If you’ve kept up to date with our restaurant coverage or our mouthful page on Instagram, you’ll know by now that we’re big fans of the buzzy new Big Night restaurant in Hackney. The charming and unpretentious spot celebrates the best of British-ish produce with a playful twist that draws inspiration from yakitori izakayas. In a nutshell: it’s good food (mostly on sticks), good vibes, and plenty of good drinks. Given our love of the place, we knew we had to talk to the team behind the restaurant.
Before linking up to bring big nights to Hackney every night, Joshua Ralphs and Jack O’Connor met while working at Larry’s in Peckham. At the now-closed Larry’s Jack headed up the kitchen and between them, they’ve worked in places like Jolene, Lasdun, and Flor. Suffice it to say, they know what they’re doing – and what London’s diners are after.
Hot off the back of chatting with the likes of Dan Fletcher, Rahel Stephanie, and James Cochran, we had a chance for some ‘Kitchen Chatter’ with the Big Night bois.
What inspired you to become a chef, and who are your biggest culinary influences that have shaped your cooking style?
Jack O’Connor – “I had lots of different jobs in lots of different industries and never found anything that inspired me. I ended up becoming a chef because I found myself unemployed and after going into cinemas, record shops, and Japanese restaurants, only one place invited me back. I was washing dishes at Jidori in Dalston the next week.

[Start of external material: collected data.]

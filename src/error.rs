//! Rich diagnostic error types for knowtree.
//!
//! Each subsystem defines its own error type with miette `#[diagnostic]` derives,
//! providing error codes and help text so users know what went wrong and what
//! to try next. Extraction errors always carry the raw model response so it can
//! be shown verbatim for inspection.

use miette::Diagnostic;
use thiserror::Error;

use crate::config::ConfigError;
use crate::knowledge::LookupError;
use crate::llm::LlmError;
use crate::paths::PathError;
use crate::render::html::ExportError;

/// Top-level error type for knowtree.
///
/// Each variant wraps a subsystem-specific error, preserving the full diagnostic
/// chain through to the user.
#[derive(Debug, Error, Diagnostic)]
pub enum KnowtreeError {
    #[error(transparent)]
    #[diagnostic(transparent)]
    Config(#[from] ConfigError),

    #[error(transparent)]
    #[diagnostic(transparent)]
    Paths(#[from] PathError),

    #[error(transparent)]
    #[diagnostic(transparent)]
    Llm(#[from] LlmError),

    #[error(transparent)]
    #[diagnostic(transparent)]
    Lookup(#[from] LookupError),

    #[error(transparent)]
    #[diagnostic(transparent)]
    Extraction(#[from] ExtractionError),

    #[error(transparent)]
    #[diagnostic(transparent)]
    History(#[from] HistoryError),

    #[error(transparent)]
    #[diagnostic(transparent)]
    Session(#[from] SessionError),

    #[error(transparent)]
    #[diagnostic(transparent)]
    Export(#[from] ExportError),

    #[error("failed to read {path}")]
    #[diagnostic(
        code(knowtree::input),
        help("Pass a file holding a saved model response or graph JSON.")
    )]
    Input {
        path: String,
        #[source]
        source: std::io::Error,
    },

    #[error("terminal I/O failed")]
    #[diagnostic(code(knowtree::terminal))]
    Terminal(#[from] std::io::Error),

    #[error("failed to serialize output: {message}")]
    #[diagnostic(code(knowtree::output))]
    Output { message: String },
}

impl KnowtreeError {
    /// Session errors reach the session's message sink before they are
    /// returned, so the front end has already shown them.
    pub fn is_reported(&self) -> bool {
        matches!(self, Self::Session(_))
    }
}

impl From<serde_json::Error> for KnowtreeError {
    fn from(e: serde_json::Error) -> Self {
        Self::Output {
            message: e.to_string(),
        }
    }
}

// ---------------------------------------------------------------------------
// Extraction errors
// ---------------------------------------------------------------------------

#[derive(Debug, Error, Diagnostic)]
pub enum ExtractionError {
    #[error("the model response contains no JSON object")]
    #[diagnostic(
        code(knowtree::extract::no_json),
        help(
            "The model answered in prose instead of JSON. \
             Inspect the raw response below and try again, possibly with a more specific topic."
        )
    )]
    NoJsonFound { raw: String },

    #[error("the model response contains malformed JSON: {message}")]
    #[diagnostic(
        code(knowtree::extract::malformed_json),
        help(
            "The JSON payload could not be parsed. A truncated completion usually means \
             the map was too large for the model's output budget."
        )
    )]
    MalformedJson { message: String, raw: String },

    #[error("the model JSON is missing the \"{key}\" key")]
    #[diagnostic(
        code(knowtree::extract::missing_key),
        help("A mind map must be a JSON object with both \"nodes\" and \"edges\".")
    )]
    MissingKey { key: &'static str, raw: String },

    #[error("the model JSON has an invalid \"{key}\" value: {message}")]
    #[diagnostic(
        code(knowtree::extract::invalid_shape),
        help(
            "\"nodes\" must be a list of objects with an \"id\"; \
             \"edges\" must be a list of objects with \"source\" and \"target\"."
        )
    )]
    InvalidShape {
        key: &'static str,
        message: String,
        raw: String,
    },
}

impl ExtractionError {
    /// The raw model response that failed extraction.
    pub fn raw_text(&self) -> &str {
        match self {
            ExtractionError::NoJsonFound { raw }
            | ExtractionError::MalformedJson { raw, .. }
            | ExtractionError::MissingKey { raw, .. }
            | ExtractionError::InvalidShape { raw, .. } => raw,
        }
    }
}

// ---------------------------------------------------------------------------
// History errors
// ---------------------------------------------------------------------------

#[derive(Debug, Error, Diagnostic)]
pub enum HistoryError {
    #[error("history index {index} is out of range (history holds {len} entries)")]
    #[diagnostic(
        code(knowtree::history::index_out_of_range),
        help("Pick an entry between 0 and the number of past generations minus one.")
    )]
    IndexOutOfRange { index: usize, len: usize },
}

// ---------------------------------------------------------------------------
// Session errors
// ---------------------------------------------------------------------------

#[derive(Debug, Error, Diagnostic)]
pub enum SessionError {
    #[error("the topic is empty")]
    #[diagnostic(
        code(knowtree::session::empty_topic),
        help("Type a subject to build a mind map for.")
    )]
    EmptyTopic,

    #[error("this session has no active subscription")]
    #[diagnostic(
        code(knowtree::session::not_subscribed),
        help("Set `subscribed = true` under [account] in the configuration file.")
    )]
    NotSubscribed,

    #[error(transparent)]
    #[diagnostic(transparent)]
    Llm(#[from] LlmError),

    #[error(transparent)]
    #[diagnostic(transparent)]
    Extraction(#[from] ExtractionError),

    #[error(transparent)]
    #[diagnostic(transparent)]
    History(#[from] HistoryError),
}

pub type KnowtreeResult<T> = std::result::Result<T, KnowtreeError>;
pub type SessionResult<T> = std::result::Result<T, SessionError>;

#[cfg(test)]
mod tests {
    use super::*;

    #[test]
    fn only_session_errors_count_as_reported() {
        assert!(KnowtreeError::from(SessionError::EmptyTopic).is_reported());

        let input = KnowtreeError::Input {
            path: "resposta.txt".into(),
            source: std::io::Error::from(std::io::ErrorKind::NotFound),
        };
        assert!(!input.is_reported());
        assert!(!KnowtreeError::from(HistoryError::IndexOutOfRange { index: 3, len: 1 }).is_reported());
    }

    #[test]
    fn umbrella_keeps_subsystem_code() {
        let err = KnowtreeError::from(ExtractionError::NoJsonFound { raw: String::new() });
        let code = miette::Diagnostic::code(&err).map(|c| c.to_string());
        assert_eq!(code.as_deref(), Some("knowtree::extract::no_json"));
    }
}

“Additionally, I remember I saw the film ‘Babette’s Feast’ just before I started working in the kitchen and it seemed like the most beautiful idea. It’s a lovely film about this French former chef, Babette, living an austere life in rural Denmark. She wins a fortune in a lottery but spends it all on cooking a beautiful dinner for the locals in the village and continues to live her life as before. Rather than using her money to improve her own life, Babette uses it to give ordinary people a taste of the sublime – to open their hearts and minds for just one night. The ultimate goal of a chef rather than a cook has to be to make something memorable.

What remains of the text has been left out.